Industrial metals commodity prices plunged by the most since March in the last 2 days as China’s exchanges (once again) clamped down on speculation by tightening trading rules. As Bloomberg reports, for the second time this year, trading has exploded on the nation’s exchanges, pushing prices of everything from zinc to coal to multi-year highs and sending authorities scrambling to deflate the bubble before it bursts.
Metals brokers described panic earlier this month as the frenzy spread to markets in London and New York, prompting wild swings in prices that show no signs of abating.
“I can recall only two other occasions in my career where there was such panic and devastating price action in copper but this market today is far less transparent,”
While billions of yuan have poured in from herd-like Chinese retail investors who show little regard for market fundamentals, brokers and traders say even more is coming from an expanding army of deep-pocketed hedge funds. They’re chasing better returns in commodities as stocks and real estate fade, often using algorithms and trading late into the night, when markets in London and New York are most active.
“There is no doubt that the price moves and the bigger volumes worldwide are being driven by the Chinese, and by professional speculators and financial players,” said Tiger Shi, managing partner at brokerage BANDS Financial Ltd., which counts several of those funds as clients. “The western hedge funds and institutional investors don’t really know what’s going on. Often they were used to trading macro factors or Fed policy, but now they find they have fewer advantages.”
And it was never going to end well…
Zinc Futures have plunged over 10% in the last 2 days (after surging over 27% since the start of November).
Steel Rebar is tumbling…
And Iron Ore futures have collapsed more… twice…
Think it's the Trump-Trade? Think again. Fundamentally, as Bloomberg highlights, there is massive oversupply. Iron ore port inventories in China are near the highest since September 2014 and are up 19 percent this year, according to Shanghai Steelhome Information Technology Co. Top producer Vale SA reiterated its output guidance of 360 million to 380 million tons for 2017 on Tuesday and expects to produce 400 million to 420 million tons the year after.
So what is it? What had driven this panic-buying in industrial commodities? Simple – another Chinese speculative bubble…
Iron ore and steel futures trimmed their second monthly advance as bourses in Dalian and Shanghai moved to deflate a boom driven partly by speculative trading.

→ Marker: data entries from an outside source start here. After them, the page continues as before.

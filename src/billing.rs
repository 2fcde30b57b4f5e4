//! Simulated payment handling. Card details are checked for shape only and
//! never processed; a well-formed card always "succeeds". The tier change
//! itself is a pure transition applied by the caller.

use lazy_static::lazy_static;
use regex::Regex;
use serde::Deserialize;
use uuid::Uuid;

use crate::error::AppError;

#[derive(Debug, Clone, Deserialize)]
pub struct CardDetails {
    pub number: String,
    /// MM/YY
    pub expiry: String,
    pub cvv: String,
}

lazy_static! {
    static ref CARD_NUMBER: Regex = Regex::new(r"^\d{12,19}$").unwrap();
    static ref CARD_EXPIRY: Regex = Regex::new(r"^(0[1-9]|1[0-2])/\d{2}$").unwrap();
    static ref CARD_CVV: Regex = Regex::new(r"^\d{3,4}$").unwrap();
}

/// Syntactic validation only. Spaces and dashes in the number are ignored.
pub fn validate_card(card: &CardDetails) -> Result<(), AppError> {
    let number: String = card
        .number
        .chars()
        .filter(|c| !matches!(c, ' ' | '-'))
        .collect();

    if !CARD_NUMBER.is_match(&number) {
        return Err(AppError::BadRequest("Malformed card number".into()));
    }
    if !CARD_EXPIRY.is_match(&card.expiry) {
        return Err(AppError::BadRequest("Malformed card expiry".into()));
    }
    if !CARD_CVV.is_match(&card.cvv) {
        return Err(AppError::BadRequest("Malformed card CVV".into()));
    }
    Ok(())
}

/// Masked description recorded on the payment row.
pub fn masked_method(card: &CardDetails) -> String {
    let digits: String = card.number.chars().filter(|c| c.is_ascii_digit()).collect();
    let last4 = if digits.len() >= 4 {
        &digits[digits.len() - 4..]
    } else {
        "0000"
    };
    format!("Simulated Card **** {}", last4)
}

pub fn transaction_id() -> String {
    format!("SIM-TXN-{}", Uuid::new_v4())
}

#[cfg(test)]
mod tests {
    use super::*;

    fn card(number: &str, expiry: &str, cvv: &str) -> CardDetails {
        CardDetails {
            number: number.into(),
            expiry: expiry.into(),
            cvv: cvv.into(),
        }
    }

    #[test]
    fn accepts_well_formed_card() {
        assert!(validate_card(&card("4242424242424242", "12/30", "123")).is_ok());
    }

    #[test]
    fn accepts_spaced_card_number() {
        assert!(validate_card(&card("4242 4242 4242 4242", "01/27", "4321")).is_ok());
    }

    #[test]
    fn rejects_short_number() {
        assert!(validate_card(&card("1234", "12/30", "123")).is_err());
    }

    #[test]
    fn rejects_non_numeric_number() {
        assert!(validate_card(&card("4242abcd42424242", "12/30", "123")).is_err());
    }

    #[test]
    fn rejects_bad_expiry_month() {
        assert!(validate_card(&card("4242424242424242", "13/30", "123")).is_err());
        assert!(validate_card(&card("4242424242424242", "2030-12", "123")).is_err());
    }

    #[test]
    fn rejects_bad_cvv() {
        assert!(validate_card(&card("4242424242424242", "12/30", "12")).is_err());
    }

    #[test]
    fn masks_all_but_last_four() {
        let method = masked_method(&card("4242 4242 4242 4242", "12/30", "123"));
        assert_eq!(method, "Simulated Card **** 4242");
        assert!(!method.contains("4242 4242"));
    }

    #[test]
    fn transaction_ids_are_unique() {
        assert_ne!(transaction_id(), transaction_id());
    }
}
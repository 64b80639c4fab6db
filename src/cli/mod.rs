use clap::{ Parser, ValueEnum };
use std::fmt;

use crate::config::ConfigError;
use crate::llm::chat::euron::{ DEFAULT_MAX_TOKENS, DEFAULT_MODEL, DEFAULT_TEMPERATURE };
use crate::llm::{ LlmConfig, LlmType };
use crate::rag::DEFAULT_RETRIEVAL_K;

#[derive(Debug, Clone, Copy, PartialEq, Eq, ValueEnum)]
pub enum UiShell {
    /// Request/response HTML page posting to `/get`.
    Classic,
    /// Single-page UI talking over a WebSocket.
    Reactive,
}

impl UiShell {
    pub fn default_port(&self) -> u16 {
        match self {
            UiShell::Classic => 8080,
            UiShell::Reactive => 2025,
        }
    }
}

impl fmt::Display for UiShell {
    fn fmt(&self, f: &mut fmt::Formatter<'_>) -> fmt::Result {
        match self {
            UiShell::Classic => f.write_str("classic"),
            UiShell::Reactive => f.write_str("reactive"),
        }
    }
}

#[derive(Parser, Debug, Clone)]
#[command(author, version, about, long_about = None)]
pub struct Args {
    // --- Server Args ---
    /// Which UI shell to serve (classic, reactive)
    #[arg(long, env = "UI_SHELL", value_enum, default_value_t = UiShell::Reactive)]
    pub shell: UiShell,

    /// Port to listen on. Defaults to 8080 for the classic shell and 2025 for the reactive one.
    #[arg(long, env = "PORT")]
    pub port: Option<u16>,

    /// Interface to bind.
    #[arg(long, env = "SERVER_HOST", default_value = "0.0.0.0")]
    pub host: String,

    // --- Credentials ---
    /// API key for the Euron chat completions endpoint.
    #[arg(long, env = "EURON_API_KEY", default_value = "", hide_env_values = true)]
    pub euron_api_key: String,

    /// API key for the Pinecone vector index.
    #[arg(long, env = "PINECONE_API_KEY", default_value = "", hide_env_values = true)]
    pub pinecone_api_key: String,

    // --- Chat Completion Args ---
    /// Completion model identifier.
    #[arg(long, env = "CHAT_MODEL", default_value = DEFAULT_MODEL)]
    pub chat_model: String,

    /// Maximum tokens in a completion.
    #[arg(long, env = "CHAT_MAX_TOKENS", default_value_t = DEFAULT_MAX_TOKENS)]
    pub chat_max_tokens: u32,

    /// Sampling temperature, between 0 and 2.
    #[arg(long, env = "CHAT_TEMPERATURE", default_value_t = DEFAULT_TEMPERATURE)]
    pub chat_temperature: f32,

    /// Override for the completion endpoint URL (e.g. a proxy).
    #[arg(long, env = "CHAT_ENDPOINT")]
    pub chat_endpoint: Option<String>,

    // --- Embedding Args ---
    /// Embedding provider (huggingface, ollama, openai)
    #[arg(long, env = "EMBEDDING_LLM_TYPE", default_value = "huggingface")]
    pub embedding_llm_type: String,

    /// Base URL for the embedding provider; adapters pick their own default if unset.
    #[arg(long, env = "EMBEDDING_BASE_URL")]
    pub embedding_base_url: Option<String>,

    /// API key for the embedding provider. Falls back to HF_TOKEN for Hugging Face.
    #[arg(long, env = "EMBEDDING_API_KEY", hide_env_values = true)]
    pub embedding_api_key: Option<String>,

    /// Hugging Face access token.
    #[arg(long, env = "HF_TOKEN", hide_env_values = true)]
    pub hf_token: Option<String>,

    /// Embedding model name; adapters pick their own default if unset.
    #[arg(long, env = "EMBEDDING_MODEL")]
    pub embedding_model: Option<String>,

    // --- Vector Store Args ---
    /// Pinecone index host.
    #[arg(long, env = "PINECONE_HOST", default_value = "")]
    pub pinecone_host: String,

    /// Index holding the portfolio documents.
    #[arg(long, env = "VECTOR_INDEX_NAME", default_value = "portfolio")]
    pub index_name: String,

    /// Vector dimension size
    #[arg(long, env = "VECTOR_DIMENSION", default_value = "384")]
    pub dimension: usize,

    /// Distance metric for vector similarity (cosine, euclidean, dotproduct)
    #[arg(long, env = "VECTOR_METRIC", default_value = "cosine")]
    pub metric: String,

    /// Number of snippets retrieved per question.
    #[arg(long, env = "RETRIEVAL_K", default_value_t = DEFAULT_RETRIEVAL_K)]
    pub retrieval_k: usize,

    /// Optional file holding the system prompt. Must contain `{context}`.
    #[arg(long, env = "PROMPT_PATH")]
    pub prompt_path: Option<String>,

    // --- TLS Args ---
    #[arg(long, env = "ENABLE_TLS", default_value = "false")]
    pub enable_tls: bool,

    /// Path to the TLS certificate file (PEM format). Requires --tls-key-path.
    #[arg(long, env = "TLS_CERT_PATH")]
    pub tls_cert_path: Option<String>,

    /// Path to the TLS private key file (PEM format). Requires --tls-cert-path.
    #[arg(long, env = "TLS_KEY_PATH")]
    pub tls_key_path: Option<String>,
}

impl Args {
    pub fn port(&self) -> u16 {
        self.port.unwrap_or_else(|| self.shell.default_port())
    }

    /// Startup checks; any failure aborts before the server binds.
    pub fn validate(&self) -> Result<(), ConfigError> {
        if self.pinecone_api_key.trim().is_empty() {
            return Err(ConfigError::MissingCredential("PINECONE_API_KEY"));
        }
        if self.euron_api_key.trim().is_empty() {
            return Err(ConfigError::MissingCredential("EURON_API_KEY"));
        }
        if !(0.0..=2.0).contains(&self.chat_temperature) {
            return Err(ConfigError::Temperature(self.chat_temperature));
        }
        if self.chat_max_tokens == 0 {
            return Err(ConfigError::MaxTokens);
        }
        if self.retrieval_k == 0 {
            return Err(ConfigError::RetrievalK);
        }
        self.embedding_llm_type()?;
        Ok(())
    }

    pub fn embedding_llm_type(&self) -> Result<LlmType, ConfigError> {
        match self.embedding_llm_type.parse::<LlmType>() {
            Ok(LlmType::Euron) | Err(_) => Err(ConfigError::EmbeddingType(self.embedding_llm_type.clone())),
            Ok(llm_type) => Ok(llm_type),
        }
    }

    pub fn chat_config(&self) -> LlmConfig {
        LlmConfig {
            llm_type: LlmType::Euron,
            api_key: Some(self.euron_api_key.clone()),
            completion_model: Some(self.chat_model.clone()),
            base_url: self.chat_endpoint.clone(),
            max_tokens: Some(self.chat_max_tokens),
            temperature: Some(self.chat_temperature),
            ..LlmConfig::default()
        }
    }

    pub fn embedding_config(&self) -> Result<LlmConfig, ConfigError> {
        let llm_type = self.embedding_llm_type()?;
        let api_key = match llm_type {
            LlmType::HuggingFace => self.embedding_api_key.clone().or_else(|| self.hf_token.clone()),
            _ => self.embedding_api_key.clone(),
        };

        Ok(LlmConfig {
            llm_type,
            api_key: api_key.filter(|k| !k.trim().is_empty()),
            embedding_model: self.embedding_model.clone(),
            embedding_dimensions: u32::try_from(self.dimension).ok(),
            base_url: self.embedding_base_url.clone(),
            ..LlmConfig::default()
        })
    }
}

The Dalian Commodity Exchange raised margin requirements and the Shanghai Futures Exchange capped some positions. These measures have taken some speculative steam out of the market, according to Justin Smirk, a senior economist at Westpac Banking Corp.
As the Chinese commodity bubble of March/April is back and trading volumes explode relative to open interest…
Thank to hot money flows…
“Commodities market volatility is liquidity driven, as money from commercial bank wealth management products and private banking accounts flow into the market seeking higher return,”
And an increase in algos…
The use of algorithmic trading, in which computers execute multiple orders in milliseconds, is turbo-charging volume and volatility, according to Fu Peng, a portfolio manager at Lianzhan Global Macro Fund Management Co. About a third of activity on Chinese exchanges is executed by automated commands, which generates more volume and greater momentum on global markets, Shi estimates.
“The machine component in the market is now so much bigger as is the onshore retail and fund involvement on the Shanghai Futures Exchange and OTC options.”
Similar to the last frenzy in April, the government-owned exchanges have stepped in to cool trading by raising fees and margins, or cutting the number of new positions allowed daily. In the latest move, the Shanghai Futures volume and turnover have since come off their highs but prices are still swinging.
So with the China Commoditty Echo Bubble now bursting, the big question is, where does the hot money flow next? As Socgen shows, Chinese 'gamblers' have chased stocks (and lost), dumped capital (Yuan loss), piled into commodities (in March/April) and lost, rotated into housing (until the government choked that off), and then sent bond yields to record lows…
As Fu at Lianzhan Global Macro Fund noted:
“The nation’s supply-side reforms had a big impact on the market balance, and that’s the fundamentals behind the trading,”
“But at the same time, we’ve got too much money there. There have been no returns from investment in industries. The stock market is neither dead nor alive. Investment in real estate also got curbed. So all the money is rushing into commodities.”
But now, Chinese housing is at record highs, Chinese stocks are falling, Chinese bonds are falling, and Chinese commodities are tumbling… the only thing with momentum for the hot money to chase in the currency… and we suspect (by recent liquidity withdrawals) that The PBOC has had enough of that.
“The massive and unprecedented surge in Chinese trading volume in base metals over the past month — but especially since the election — has put LME metals traders on red alert,” Tai Wong, director of commodity products trading at BMO Capital Markets in New York.